'When lives are being threatened, football isn't fun any more'
Hatred, antipathy and even death threats - what it's really like to be a committee member of a club's supporters' trust.
Guardian UnlimitedOctober 23, 2006 02:42 PM
When I was little, Saturdays were the highlight of my week. My dad and I would leave our house at 1.30pm, with me all bundled up - even in the spring. We'd buy sweets from the confectioner's, and I'd scurry to keep up as we headed to the ground. I'd get a programme and would carefully remove the staples from the middle so I could put the poster of the featured player on my wall later. Whatever the result, I'd be looking forward to next time.
More than 20 years on, I dread match-days. My innocence has been shattered by my bitter experience of football from the inside. Since becoming a part-owner of my club - as part of a supporters' trust - I've come to realise that football fans can be lazy, ungrateful and downright nasty.
The idea of supporters' trusts is a sound one: it allows fans to have a democratic say in the running of their club. There are now over 100 supporters' trusts across England, Wales and Scotland, with 61 holding equity within their clubs and four League clubs - Brentford, Chesterfield, Rushden & Diamonds and Stockport County - being run outright by supporters. The admirable Supporters Direct has also saved some clubs from severe financial straits - 13 by their reckoning. However, in the four years since I became a prominent trust committee member of my club, there has been far more frustration than elation.
You'll notice I haven't mentioned my team. That's because I'm too afraid to.
Like all trustees, I got involved in my club because I loved it and wanted what was best for it. Since then, however, I've been subject to accusatory howls from other fans of slanderous charges of corruption and nepotism, freeloading (merely for being seen at the club) and lying (whenever someone doesn't like what you're saying). Some trustees have been threatened with violence and even death. I know because I'm one of them.
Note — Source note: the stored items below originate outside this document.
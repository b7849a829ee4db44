//! Throttle monitor: aborts a transfer whose speed stays below a floor.
//!
//! # Overview
//!
//! [`ThrottleWindow`] is the pure part: it is fed one sample per interval and
//! reports [`ThrottleVerdict::Throttled`] only after a sustained run of
//! below-floor samples. [`ThrottleMonitor::watch`] drives a window from a
//! shared byte counter on a timer and cancels the attempt's token when the
//! verdict fires; the transfer then surfaces a transient fault.

use std::sync::Arc;
use std::sync::atomic::{AtomicU64, Ordering};
use std::time::Duration;

use tokio::task::JoinHandle;
use tokio::time::{Instant, MissedTickBehavior, interval_at};
use tokio_util::sync::CancellationToken;
use tracing::{debug, warn};

use super::constants::{THROTTLE_INTERVAL, THROTTLE_SUSTAINED_SAMPLES};

/// Fewest consecutive slow samples that may trigger an abort.
const MIN_SUSTAINED_SAMPLES: u32 = 2;

/// Result of feeding one sample to a [`ThrottleWindow`].
#[derive(Debug, Clone, Copy, PartialEq, Eq)]
pub enum ThrottleVerdict {
    /// Throughput at or above the floor.
    Ok,
    /// Below the floor, but not yet for long enough.
    Slow {
        /// Consecutive below-floor samples so far.
        consecutive: u32,
    },
    /// Below the floor for the whole sustained window.
    Throttled,
}

/// Counts consecutive below-floor samples.
#[derive(Debug, Clone)]
pub struct ThrottleWindow {
    floor_bytes_per_sec: u64,
    sustained: u32,
    below: u32,
}

impl ThrottleWindow {
    /// Creates a window. `sustained` is raised to at least 2 so a single stall
    /// never aborts a transfer.
    #[must_use]
    pub fn new(floor_bytes_per_sec: u64, sustained: u32) -> Self {
        Self {
            floor_bytes_per_sec,
            sustained: sustained.max(MIN_SUSTAINED_SAMPLES),
            below: 0,
        }
    }

    /// Feeds `bytes` transferred over `elapsed`.
    pub fn observe(&mut self, bytes: u64, elapsed: Duration) -> ThrottleVerdict {
        let secs = elapsed.as_secs_f64();
        #[allow(clippy::cast_precision_loss)]
        let rate = if secs > 0.0 {
            bytes as f64 / secs
        } else {
            f64::INFINITY
        };
        #[allow(clippy::cast_precision_loss)]
        let floor = self.floor_bytes_per_sec as f64;

        if rate >= floor {
            self.below = 0;
            return ThrottleVerdict::Ok;
        }
        self.below += 1;
        if self.below >= self.sustained {
            ThrottleVerdict::Throttled
        } else {
            ThrottleVerdict::Slow {
                consecutive: self.below,
            }
        }
    }

    /// Clears the slow-sample count.
    pub fn reset(&mut self) {
        self.below = 0;
    }
}

/// Spawns per-attempt throttle watchers.
#[derive(Debug, Clone)]
pub struct ThrottleMonitor {
    floor_bytes_per_sec: u64,
    interval: Duration,
    sustained: u32,
}

impl ThrottleMonitor {
    /// Creates a monitor with the default interval and window.
    ///
    /// A floor of zero disables monitoring.
    #[must_use]
    pub fn new(floor_bytes_per_sec: u64) -> Self {
        Self::with_timing(floor_bytes_per_sec, THROTTLE_INTERVAL, THROTTLE_SUSTAINED_SAMPLES)
    }

    /// Creates a monitor with explicit sampling interval and sustained window.
    #[must_use]
    pub fn with_timing(floor_bytes_per_sec: u64, interval: Duration, sustained: u32) -> Self {
        Self {
            floor_bytes_per_sec,
            interval: interval.max(Duration::from_millis(1)),
            sustained,
        }
    }

    /// Creates a monitor that never fires.
    #[must_use]
    pub fn disabled() -> Self {
        Self::new(0)
    }

    /// Returns true if a floor is configured.
    #[must_use]
    pub fn is_enabled(&self) -> bool {
        self.floor_bytes_per_sec > 0
    }

    /// Returns the configured floor in bytes per second.
    #[must_use]
    pub fn floor(&self) -> u64 {
        self.floor_bytes_per_sec
    }

    /// Starts watching `progress` (cumulative bytes written this attempt).
    ///
    /// When throttling is detected `abort` is cancelled. The watcher stops when
    /// the returned guard is dropped.
    #[must_use = "dropping the guard stops the watcher immediately"]
    pub fn watch(&self, progress: Arc<AtomicU64>, abort: CancellationToken) -> ThrottleGuard {
        if !self.is_enabled() {
            return ThrottleGuard { handle: None };
        }

        let mut window = ThrottleWindow::new(self.floor_bytes_per_sec, self.sustained);
        let period = self.interval;
        let handle = tokio::spawn(async move {
            let mut ticker = interval_at(Instant::now() + period, period);
            ticker.set_missed_tick_behavior(MissedTickBehavior::Delay);
            let mut last_bytes = progress.load(Ordering::Relaxed);
            let mut last_at = Instant::now();

            loop {
                tokio::select! {
                    () = abort.cancelled() => return,
                    _ = ticker.tick() => {}
                }
                let now = Instant::now();
                let bytes = progress.load(Ordering::Relaxed);
                let verdict = window.observe(bytes.saturating_sub(last_bytes), now - last_at);
                last_bytes = bytes;
                last_at = now;

                match verdict {
                    ThrottleVerdict::Ok => {}
                    ThrottleVerdict::Slow { consecutive } => {
                        debug!(consecutive, bytes, "transfer below speed floor");
                    }
                    ThrottleVerdict::Throttled => {
                        warn!(bytes, "sustained low transfer speed, dropping connection");
                        abort.cancel();
                        return;
                    }
                }
            }
        });
        ThrottleGuard {
            handle: Some(handle),
        }
    }
}

/// Stops the watcher task on drop.
#[derive(Debug)]
pub struct ThrottleGuard {
    handle: Option<JoinHandle<()>>,
}

impl Drop for ThrottleGuard {
    fn drop(&mut self) {
        if let Some(handle) = self.handle.take() {
            handle.abort();
        }
    }
}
The club don't always do things the trust agrees with. Yet it's the trust, and the trust board members personally, who take the flak for unpopular decision. "You should be doing more," is the gist of most of them - although there's usually a swear word or two thrown in - yet most fans don't realise we don't have much day-to-day influence. Our only strength lies in numbers, and our membership is dwindling as the crisis that created fan unity fades into history.
And our club is far from alone. Take trust-owned Stockport County - their ticket prices have been criticised by fans, but how else will they make any cash? Even at AFC Wimbledon, a fine example of fan democracy in action, there's been unrest amongst the supporters. Still, if anyone thinks they can do a better job, they're welcome to try. The democratic structure of a trust means that the membership's opinions are gauged on crucial matters, and the yearly elections mean that any member can stand for the committee and get involved.
That doesn't happen. Lazy fans sit back and wait for someone else to do all the leg-work, then they gleefully criticise. Most fans only like democracy when it works in their favour. As in any ballot, only those who vote get their voices heard. To sit back, revelling in apathy, and then boast about your commitment to the principles of the silent majority isn't good enough.
I've never met anyone involved in the trust movement who hasn't been hard-working and conscientious, with their club's interests entirely at heart. That's why our trust board now consists solely of old-stagers who have been there from the start, people who couldn't take the guilt if they resigned now and the trust folded. Three-quarters of us have season tickets we don't use because it's not particularly enjoyable to spend your Saturday trekking to a stadium where you have to put up with all kinds of abuse from the people who are supposed to be on your side.
It's easy to mouth off about how things would be if you were in charge. It's much more of a challenge to work within a society's rules, to broker and maintain a good relationship with club directors and staff, to fund community development projects, to feed back to fans on sensitive matters while preserving confidentiality - all at the same time as balancing your family life and full-time job.
It can be rewarding, but is it worth it? When the majority of football supporters are happy to abdicate responsibility for the love of their lives to faceless businessmen, can supporter ownership in this country ever truly succeed? When lives are being threatened and football isn't fun any more, the question must be asked - is any club worth this hassle? Right now, I'm not sure it is.